The average rate for a 30-year fixed mortgage was 5.42 percent, up from 5.38 percent a week earlier, mortgage company Freddie Mac said Thursday.
"Mixed economic reports on the state of the housing market helped hold mortgage rates fairly flat," Frank Nothaft, Freddie Mac's chief economist, said in a statement.
Rates on 30-year mortgages fell to a record low of 4.78 percent earlier this year. But then they rose as high as 5.6 percent earlier this month after yields on long-term government debt, which are closely tied to mortgages rate, climbed as investors worried that the huge surplus of government debt hitting the market could trigger inflation.
Since then, the yield on the 10-year Treasury note has fallen back from an 8-month high of 4.01 percent reached last week to 3.61 percent early Thursday afternoon.

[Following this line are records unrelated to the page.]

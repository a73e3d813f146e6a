//! Removal of ranges, and the shrinking of the tree

use super::cow::auto_clone;
use super::inner::InnerNode;
use super::node::{Body, Node, NodeId};
use super::{Core, Ctx};

/// What to do with a range of indexes
#[derive(Debug, Copy, Clone, PartialEq, Eq)]
pub(super) enum RangeOp {
    /// Remove the indexes entirely, shifting everything after them
    Remove,
    /// Remove only the items, leaving empty space behind (sparse trees only)
    Clear,
}

impl<T: Clone, K: Clone> Core<T, K> {
    pub(super) fn remove_range(&mut self, index: u32, n: u32, op: RangeOp, ctx: &mut Ctx<T, K>) {
        let root = match self.root.as_mut() {
            Some(r) => auto_clone(r, None, ctx),
            None => return,
        };
        root.remove_range(index, n, op, ctx);
        if op == RangeOp::Remove {
            self.count -= n;
        }
        self.fix_root(ctx);
    }

    /// Removes single-child inner nodes from the top of the tree, and the root itself if it's
    /// empty
    pub(super) fn fix_root(&mut self, ctx: &mut Ctx<T, K>) {
        while let Some(root) = &self.root {
            match &root.body {
                Body::Inner(inner) if inner.entries.len() == 1 => {
                    let child = inner.entries[0].node.clone();
                    ctx.notify.node_removed(child.id(), root.id());
                    ctx.notify.root_changed(Some(&child), false);
                    tracing::trace!(height = self.height - 1, "root collapsed");
                    self.root = Some(child);
                    self.height -= 1;
                }
                _ if root.total_count() == 0 && root.local_count() == 0 => {
                    ctx.notify.root_changed(None, false);
                    self.root = None;
                    self.height = 0;
                }
                _ => break,
            }
        }
    }

    pub(super) fn clear(&mut self, ctx: &mut Ctx<T, K>) {
        self.root = None;
        self.count = 0;
        self.height = 0;
        ctx.notify.root_changed(None, true);
    }
}

impl<T: Clone, K: Clone> Node<T, K> {
    /// Removes (or clears) the indexes `index .. index + n`, returning whether this node is
    /// undersized afterwards
    pub(super) fn remove_range(&mut self, index: u32, n: u32, op: RangeOp, ctx: &mut Ctx<T, K>) -> bool {
        let (id, max) = (self.id(), self.max_size());
        match (&mut self.body, op) {
            (Body::Leaf(l), RangeOp::Remove) => l.remove_range(id, index, n, ctx),
            (Body::Leaf(_), RangeOp::Clear) => weak_unreachable!("dense leaves have no empty space"),
            (Body::Sparse(s), RangeOp::Remove) => s.remove_range(id, index, n, ctx),
            (Body::Sparse(s), RangeOp::Clear) => {
                s.clear_space(id, index, n, ctx);
            }
            (Body::Inner(inner), op) => inner.remove_range(id, max, index, n, op, ctx),
        }
        self.is_undersized()
    }
}

impl<T: Clone, K: Clone> InnerNode<T, K> {
    fn remove_range(
        &mut self,
        id: NodeId,
        max: usize,
        mut index: u32,
        mut n: u32,
        op: RangeOp,
        ctx: &mut Ctx<T, K>,
    ) {
        while n > 0 && !self.entries.is_empty() {
            // The children shift around as we go, so the position is re-derived on each pass.
            let c = self.binary_search_by_offset(index);
            let entry = &self.entries[c];
            let offset = index - entry.base;
            let child_total = entry.node.total_count();
            let k = n.min(child_total.saturating_sub(offset));
            if k == 0 {
                weak_unreachable!("range extends past the end of the node");
                break;
            }

            if op == RangeOp::Remove && offset == 0 && k == child_total {
                ctx.notify.remove_all(&self.entries[c].node);
                self.unlink_child(id, c, ctx);
            } else {
                let child = auto_clone(&mut self.entries[c].node, Some(id), ctx);
                let undersized = child.remove_range(offset, k, op, ctx);
                if op == RangeOp::Remove {
                    self.sub_from_bases_after(c, k);
                }
                self.refresh_key(c, ctx);
                if undersized {
                    self.handle_undersized(id, max, c, ctx);
                }
            }

            n -= k;
            if op == RangeOp::Clear {
                index += k;
            }
        }
    }
}
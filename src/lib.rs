//! # Hyperion -- indexable trees that clone in constant time
//!
//! This crate provides a single engine -- [`IndexedTree`] -- and a handful of collections built on
//! top of it. The engine is a B+ tree in which every element has a position, so that it can serve
//! as a list, a sorted list, a sorted map, or a list with holes in it, all with the same
//! O(log n) bounds on access, insertion, and removal anywhere in the sequence.
//!
//! ### Notable features
//!
//! * Values are retrieved by global index; every inner node records the offset of each child
//! * O(1) cloning -- clones share every node with the original, and nodes are only copied (one
//!     path at a time) when one side modifies them
//! * Sparse leaves, where runs of empty indexes cost nothing to store and can be inserted or
//!     cleared in O(log n) time
//! * Key-ordered trees, where every inner node caches the highest key beneath each child, so that
//!     searches only ever touch one leaf
//! * A structural change notification protocol ([`TreeObserver`]), precise enough to maintain
//!     external indexes such as [`LookupIndex`] without a second copy of the positions
//! * Splicing -- whole trees can be appended or prepended (and sections cut out) in O(log n)
//!     time, sharing nodes rather than copying elements
//!
//! ### Collections
//!
//! Most uses will want one of the wrappers in [`collections`]: [`AList`], [`BList`],
//! [`BDictionary`], or [`SparseAList`]. Each of them exposes its tree through `as_tree`.
//!
//! ### Feature flags
//!
//! * `serde` -- implements `Serialize` and `Deserialize` for the collections and [`NodeLimits`]
//! * `fuzz` -- exposes `IndexedTree::validate` and derives `Arbitrary` where useful, for the
//!     fuzzing harness in `fuzz/`
//!
//! ### Naming
//!
//! This library is named after [Hyperion], a coast redwood in California that's the tallest known
//! living tree.
//!
//! [Hyperion]: https://en.wikipedia.org/wiki/Hyperion_(tree)
//! [`NodeLimits`]: param::NodeLimits

#![deny(unsafe_code)]

#[macro_use]
mod macros;

pub mod collections;
pub mod param;

mod cursor;
mod error;
mod indexer;
pub mod observer;
mod tree;

#[cfg(any(test, feature = "fuzz"))]
pub mod mock;

#[cfg(feature = "serde")]
mod serde;

pub use collections::{AList, BDictionary, BList, SparseAList};
pub use cursor::Cursor;
pub use error::{ObserverError, ObserverResult, TreeError, Veto};
pub use indexer::LookupIndex;
pub use observer::{Dispatcher, ObserverFailure, Populate, SharedObserver, TreeObserver};
pub use tree::{
    ChangeAction, ChangeListener, FreezeMode, IndexedTree, Iter, KeyOrder, LeafItems,
    ListChangeInfo, Node, NodeId, OnEqual, SparseIter,
};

Though there are signs the troubled U.S. housing market is beginning to stabilize, higher rates could threaten or slow down any recovery, since prospective buyers would be able to borrow less money and might decide to hold off on their purchases.
Economists worry that the housing market is so fragile that rates that would have seemed attractive a decade ago are no longer very enticing.
Freddie Mac collects mortgage rates on Monday through Wednesday of each week from lenders around the country. Rates often fluctuate significantly, even within a given day.
The average rate on a 15-year fixed-rate mortgage fell to 4.87 percent, down from 4.89 percent last week, according to Freddie Mac.
Rates on five-year, adjustable-rate mortgages averaged 4.99 percent, up from 4.97 percent a week earlier. Rates on one-year, adjustable-rate mortgages fell to 4.93 percent from 4.95 percent.
The rates do not include add-on fees known as points. The nationwide fee for all loans in Freddie Mac's survey averaged 0.7 point.